▶ **Aim of the task**:
Would you repeat exactly the part of the listing below that runs from the line containing "fn from($v: $t)" down to the line containing "i64 => |v| Bson::Int64(BInt64", inclusive, and nothing else?

** Opening Source data block **

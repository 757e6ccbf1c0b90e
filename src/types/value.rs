use super::*;
use crate::array::{ArrayValue, ArrayView};
use crate::document::{DocumentValue, DocumentView};
use crate::oid::Oid;
use crate::string::StringOrLiteral;

/// Any BSON value, borrowing from the buffer it was read from.
#[derive(Clone, Debug, PartialEq)]
pub enum Bson<'a> {
    Double(BDouble),
    String(BString<'a>),
    Document(BDocument<'a>),
    Array(BArray<'a>),
    Binary(BBinary<'a>),
    Undefined(BUndefined),
    Oid(BOid),
    Bool(BBool),
    Date(BDate),
    Null(BNull),
    Regex(BRegex<'a>),
    DbPointer(BDbPointer<'a>),
    Code(BCode<'a>),
    Symbol(BSymbol<'a>),
    CodeWScope(BCodeWScope<'a>),
    Int32(BInt32),
    Timestamp(BTimestamp),
    Int64(BInt64),
    Decimal128(BDecimal128),
    MinKey(BMinKey),
    MaxKey(BMaxKey),
}

impl<'a> Bson<'a> {
    pub fn element_type(&self) -> Type {
        match self {
            Bson::Double(_) => Type::Double,
            Bson::String(_) => Type::String,
            Bson::Document(_) => Type::Document,
            Bson::Array(_) => Type::Array,
            Bson::Binary(_) => Type::Binary,
            Bson::Undefined(_) => Type::Undefined,
            Bson::Oid(_) => Type::Oid,
            Bson::Bool(_) => Type::Bool,
            Bson::Date(_) => Type::Date,
            Bson::Null(_) => Type::Null,
            Bson::Regex(_) => Type::Regex,
            Bson::DbPointer(_) => Type::DbPointer,
            Bson::Code(_) => Type::Code,
            Bson::Symbol(_) => Type::Symbol,
            Bson::CodeWScope(_) => Type::CodeWScope,
            Bson::Int32(_) => Type::Int32,
            Bson::Timestamp(_) => Type::Timestamp,
            Bson::Int64(_) => Type::Int64,
            Bson::Decimal128(_) => Type::Decimal128,
            Bson::MinKey(_) => Type::MinKey,
            Bson::MaxKey(_) => Type::MaxKey,
        }
    }

    pub fn as_str(&self) -> Option<&str> {
        match self {
            Bson::String(s) => Some(s.value.as_str()),
            _ => None,
        }
    }

    pub fn as_i32(&self) -> Option<i32> {
        match self {
            Bson::Int32(n) => Some(n.value),
            _ => None,
        }
    }

    pub fn as_i64(&self) -> Option<i64> {
        match self {
            Bson::Int64(n) => Some(n.value),
            _ => None,
        }
    }

    pub fn as_f64(&self) -> Option<f64> {
        match self {
            Bson::Double(n) => Some(n.value),
            _ => None,
        }
    }

    pub fn as_bool(&self) -> Option<bool> {
        match self {
            Bson::Bool(b) => Some(b.value),
            _ => None,
        }
    }

    pub fn as_document(&self) -> Option<DocumentView<'a>> {
        match self {
            Bson::Document(d) => Some(d.value),
            _ => None,
        }
    }

    pub fn as_array(&self) -> Option<ArrayView<'a>> {
        match self {
            Bson::Array(a) => Some(a.value),
            _ => None,
        }
    }
}

macro_rules! bson_from {
    ($($variant:ident($t:ty)),* $(,)?) => {
        $(impl<'a> From<$t> for Bson<'a> {
            fn from(v: $t) -> Self {
                Bson::$variant(v)
            }
        })*
    };
}

bson_from! {
    Double(BDouble),
    String(BString<'a>),
    Document(BDocument<'a>),
    Array(BArray<'a>),
    Binary(BBinary<'a>),
    Undefined(BUndefined),
    Oid(BOid),
    Bool(BBool),
    Date(BDate),
    Null(BNull),
    Regex(BRegex<'a>),
    DbPointer(BDbPointer<'a>),
    Code(BCode<'a>),
    Symbol(BSymbol<'a>),
    CodeWScope(BCodeWScope<'a>),
    Int32(BInt32),
    Timestamp(BTimestamp),
    Int64(BInt64),
    Decimal128(BDecimal128),
    MinKey(BMinKey),
    MaxKey(BMaxKey),
}

macro_rules! bson_from_native {
    ($($t:ty => |$v:ident| $e:expr),* $(,)?) => {
        $(impl<'a> From<$t> for Bson<'a> {
            fn from($v: $t) -> Self {
                $e
            }
        })*
    };
}

// Native integers narrower than 32 bits widen to int32, unsigned 32 bit
// integers need an int64. Nothing narrows.
bson_from_native! {
    f64 => |v| Bson::Double(BDouble { value: v }),
    f32 => |v| Bson::Double(BDouble { value: v as f64 }),
    bool => |v| Bson::Bool(BBool { value: v }),
    i8 => |v| Bson::Int32(BInt32 { value: v as i32 }),
    i16 => |v| Bson::Int32(BInt32 { value: v as i32 }),
    i32 => |v| Bson::Int32(BInt32 { value: v }),
    u8 => |v| Bson::Int32(BInt32 { value: v as i32 }),
    u16 => |v| Bson::Int32(BInt32 { value: v as i32 }),
    u32 => |v| Bson::Int64(BInt64 { value: v as i64 }),
    i64 => |v| Bson::Int64(BInt64 { value: v }),
    &'a str => |v| Bson::String(BString::new(v)),
    &'a String => |v| Bson::String(BString::new(v.as_str())),
    String => |v| Bson::String(BString::new(v)),
    StringOrLiteral<'a> => |v| Bson::String(BString { value: v }),
    Oid => |v| Bson::Oid(BOid { value: v }),
    DocumentView<'a> => |v| Bson::Document(BDocument { value: v }),
    ArrayView<'a> => |v| Bson::Array(BArray { value: v }),
    &'a DocumentValue => |v| Bson::Document(BDocument { value: v.view() }),
    &'a ArrayValue => |v| Bson::Array(BArray { value: v.view() }),
}

/// `None` is appended as null.
impl<'a, T: Into<Bson<'a>>> From<Option<T>> for Bson<'a> {
    fn from(v: Option<T>) -> Self {
        match v {
            Some(v) => v.into(),
            None => Bson::Null(BNull),
        }
    }
}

** Closing Source data block **

▶ **Written solution**:
            fn from($v: $t) -> Self {
                $e
            }
        })*
    };
}

// Native integers narrower than 32 bits widen to int32, unsigned 32 bit
// integers need an int64. Nothing narrows.
bson_from_native! {
    f64 => |v| Bson::Double(BDouble { value: v }),
    f32 => |v| Bson::Double(BDouble { value: v as f64 }),
    bool => |v| Bson::Bool(BBool { value: v }),
    i8 => |v| Bson::Int32(BInt32 { value: v as i32 }),
    i16 => |v| Bson::Int32(BInt32 { value: v as i32 }),
    i32 => |v| Bson::Int32(BInt32 { value: v }),
    u8 => |v| Bson::Int32(BInt32 { value: v as i32 }),
    u16 => |v| Bson::Int32(BInt32 { value: v as i32 }),
    u32 => |v| Bson::Int64(BInt64 { value: v as i64 }),
    i64 => |v| Bson::Int64(BInt64 { value: v }),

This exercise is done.